Su plan consiste en extraer en 10 años casi la mitad del plástico del giro del Pacífico Norte. Para eso ha diseñado un conjunto de barreras flotantes de 100 kilómetros capaces de acumular el residuo sirviéndose de la propia corriente oceánica. 

La ONU le ha concedido su principal premio medioambiental; en enero presentó su idea en el Foro de Davos y pronto lanzará al Mar del Norte el primer prototipo –a escala, tendrá solo 100 metros– para ver si funciona como piensan.

 “Cuando tenía 16 años, fui a bucear a Grecia y me crucé con más bolsas de plástico que peces”, cuenta Slat por teléfono. 

“Empecé a pensar en cómo se podía limpiar. El mar es gigantesco, así que se tardarían miles de años y millones de dólares en recogerlo. Por eso se me ocurrió la idea de usar el movimiento del océano para que el plástico se concentre en un punto”, explica el joven impulsor. 

Slat es un tipo ocupado. Él y la empresa que fundó a los 19 años, The Ocean Cleanup (la limpieza del océano), suscitan gran expectación. 

Un equipo de 38 ingenieros, oceanógrafos y científicos trabaja en Delft, en Holanda, junto a un centenar de voluntarios. 

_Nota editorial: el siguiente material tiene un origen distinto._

impl Aggregate for SagaRecord {
    type Event = SagaEvent;

    fn aggregate_type() -> &'static str {
        "OrderPlacementSaga"
    }

    fn id(&self) -> Option<SagaId> {
        self.id
    }

    fn version(&self) -> Version {
        self.version
    }

    fn set_version(&mut self, version: Version) {
        self.version = version;
    }

    fn apply(&mut self, event: Self::Event) {
        if let Some(state) = event.target_state() {
            self.state = state;
        }

        match event {
            SagaEvent::SagaStarted(data) => {
                self.id = Some(data.saga_id);
                self.request = Some(data.request);
                self.created_at = Some(data.started_at);
                self.updated_at = Some(data.started_at);
            }
            SagaEvent::ValidationStarted(_) => {}
            SagaEvent::ValidationPassed(data) => {
                self.reserved_amount = Some(data.amount);
            }
            SagaEvent::ValidationRejected(data) => {
                self.failure_reason = Some(data.reason);
                self.failure_kind = Some(FailureKind::Validation);
            }
            SagaEvent::ReservationRequested(_) => {
                self.reservation_requested = true;
                self.pending_call = Some(Step::Reserve);
            }
            SagaEvent::FundsReserved(data) => {
                self.reservation_id = Some(data.reservation_id);
                self.pending_call = None;
            }
            SagaEvent::PlacementRequested(_) => {
                self.pending_call = Some(Step::Order);
            }
            SagaEvent::OrderPlaced(data) => {
                self.pending_call = None;
                self.order_id = Some(data.order_id);
                self.match_id = data.match_id;
                self.order_status = Some(data.status);
            }
            SagaEvent::CommitRequested(_) => {
                self.commit_requested = true;
                self.pending_call = Some(Step::Commit);
            }
            SagaEvent::ReservationCommitted(data) => {
                self.settled_at = Some(data.settled_at);
                self.pending_call = None;
            }
            SagaEvent::CallReissued(data) => {
                self.pending_call = Some(data.step);
            }
            SagaEvent::StepFailed(data) => {
                self.pending_call = None;
                if data.effect_unknown {
                    match data.step {
                        Step::Reserve => self.reservation_unknown = self.reservation_id.is_none(),
                        Step::Order => self.order_unknown = self.order_id.is_none(),
                        _ => {}
                    }
                }
                self.failed_step = Some(data.step);
                self.failure_reason = Some(data.reason);
                self.failure_kind = Some(data.kind);
                self.compensation = self.pending_compensation();
            }
            SagaEvent::SagaCancelled(data) => {
                self.failure_reason = Some(data.reason);
                self.failure_kind = Some(FailureKind::Cancelled);
                self.compensation = self.pending_compensation();
            }
            SagaEvent::CompensationStarted(_) => {
                self.compensation = CompensationStatus::InProgress;
            }
            SagaEvent::CompensationStepRequested(data) => {
                self.pending_call = Some(data.step);
            }
            SagaEvent::CompensationStepCompleted(data) => {
                self.compensated_steps.push(data.step);
                self.pending_call = None;
            }
            SagaEvent::CompensationStepFailed(failure) => {
                self.compensation_failures.push(failure);
                self.pending_call = None;
            }
            SagaEvent::CompensationFinished(_) => {
                self.compensation = if self.compensation_failures.is_empty() {
                    CompensationStatus::Completed
                } else {
                    CompensationStatus::CompletedWithFailures
                };
            }
        }
    }
}

impl SagaRecord {
    fn pending_compensation(&self) -> CompensationStatus {
        if self.compensation_targets().is_empty() {
            CompensationStatus::NotRequired
        } else {
            CompensationStatus::Pending
        }
    }

    /// Records when the last applied event was written.
    pub fn set_updated_at(&mut self, at: DateTime<Utc>) {
        self.updated_at = Some(at);
    }

    /// Decides the next step from the record alone, so a resumed saga
    /// continues exactly where the log says it stopped.
    pub fn next_action(&self) -> NextAction {
        match self.state {
            SagaState::Pending | SagaState::Validating => NextAction::Validate,
            SagaState::Reserving if self.reservation_id.is_none() => NextAction::Reserve,
            SagaState::Reserving => NextAction::PlaceOrder,
            SagaState::Matching if self.order_id.is_none() => NextAction::PlaceOrder,
            SagaState::Matching => NextAction::Commit,
            SagaState::Settled => NextAction::Done,
            SagaState::Failed | SagaState::Cancelled => match self.compensation {
                CompensationStatus::Pending | CompensationStatus::InProgress => {
                    NextAction::Compensate
                }
                _ => NextAction::Done,
            },
        }
    }

    /// True once nothing is left to do for this saga.
    pub fn is_finalized(&self) -> bool {
        self.next_action() == NextAction::Done
    }

    /// Resources that must be released if the saga does not settle.
    pub fn compensation_targets(&self) -> CompensationTargets {
        CompensationTargets {
            reservation_id: self.reservation_id.clone(),
            order_id: self.order_id.clone(),
            reservation_unknown: self.reservation_unknown,
            order_unknown: self.order_unknown,
        }
    }

    /// Cancellations already attempted, successful or not.
    pub fn attempted_compensations(&self) -> Vec<Step> {
        self.compensated_steps
            .iter()
            .copied()
            .chain(self.compensation_failures.iter().map(|f| f.step))
            .collect()
    }

    /// True when a failed rollback left something for operators.
    pub fn requires_attention(&self) -> bool {
        !self.compensation_failures.is_empty()
    }
}

// Query methods
impl SagaRecord {
    pub fn state(&self) -> SagaState {
        self.state
    }

    pub fn request(&self) -> Option<&OrderRequest> {
        self.request.as_ref()
    }

    pub fn reserved_amount(&self) -> Option<Decimal> {
        self.reserved_amount
    }

    pub fn reservation_requested(&self) -> bool {
        self.reservation_requested
    }

    pub fn commit_requested(&self) -> bool {
        self.commit_requested
    }

    /// The call a coordinator logged and has not yet answered. When it is
    /// set, the last event in the log is that call's request.
    pub fn pending_call(&self) -> Option<Step> {
        self.pending_call
    }

    pub fn reservation_id(&self) -> Option<&str> {
        self.reservation_id.as_deref()
    }

    pub fn order_id(&self) -> Option<&str> {
        self.order_id.as_deref()
    }

    pub fn match_id(&self) -> Option<&str> {
        self.match_id.as_deref()
    }

    pub fn order_status(&self) -> Option<OrderStatus> {
        self.order_status
    }

    pub fn failed_step(&self) -> Option<Step> {
        self.failed_step
    }

    pub fn failure_reason(&self) -> Option<&str> {
        self.failure_reason.as_deref()
    }

    pub fn failure_kind(&self) -> Option<FailureKind> {
        self.failure_kind
    }

    pub fn compensation(&self) -> CompensationStatus {
        self.compensation
    }

    pub fn compensated_steps(&self) -> &[Step] {
        &self.compensated_steps
    }

    pub fn compensation_failures(&self) -> &[CompensationFailure] {
        &self.compensation_failures
    }

    pub fn created_at(&self) -> Option<DateTime<Utc>> {
        self.created_at
    }

    pub fn updated_at(&self) -> Option<DateTime<Utc>> {
        self.updated_at
    }

    pub fn settled_at(&self) -> Option<DateTime<Utc>> {
        self.settled_at
    }
}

El año pasado publicaron un estudio de viabilidad e hicieron una expedición con 30 barcos por el giro del Pacífico Norte. 

“La de antes me parece otra vida”, cuenta Slat, que pasa mucho tiempo con grandes inversores, tratando de convencerlos de que pongan dinero en esto. 

“Ahora dedico bastante tiempo al desarrollo tecnológico del proyecto. Soy un inventor, pero también tengo que prestar atención a conseguir dinero”. 

Hace unos tres viajes de media al mes. Los nombres y las cantidades que aportan los inversores con los que se reúne son secretos.

Hay dudas

El plan de Boyan Slat ha contribuido a colocar la contaminación marina por plástico en la agenda de los medios de comunicación, las multinacionales y un puñado de países. 

 Pese al entusiasmo que genera, varios activistas y científicos creen que, más allá de ayudar a concienciar –algo que le alaban–, todo esto es poco eficaz y caro. 

“Existe el riesgo de que con ese sistema atrape a numerosos invertebrados que flotan a la deriva. Además, el océano es demasiado vasto para limpiarlo y lo que encuentras muy lejos de la costa es microplástico mezclado con la vida marina”, cuenta por teléfono desde Los Ángeles Marcus Eriksen, quien lleva años estudiando el problema y dirige el instituto 5 Gyres. “El foco debería estar en tierra, hay que evitar que los microplásticos lleguen al mar”.

Algo parecido piensa Nicholas Mallos, director del programa de basura marina de Ocean Conservacy. “Durante 30 años, hemos organizado la mayor limpieza costera internacional. En esas zonas litorales es donde se concentra la vida marina y además actuamos sobre los lugares donde la basura plástica entra en el mar. Por ejemplo, vamos a las desembocaduras de los grandes ríos, donde hay muchos objetos de plástico antes de que puedan llegar al mar y dispersarse”, explica.

Slat no parece muy preocupado por esas críticas. “Nunca se puede tener la certeza de que todo irá bien, pero la historia está llena de ejemplos de problemas, inventos, de gente que dice que algo no se puede hacer… y luego se hace”, afirma.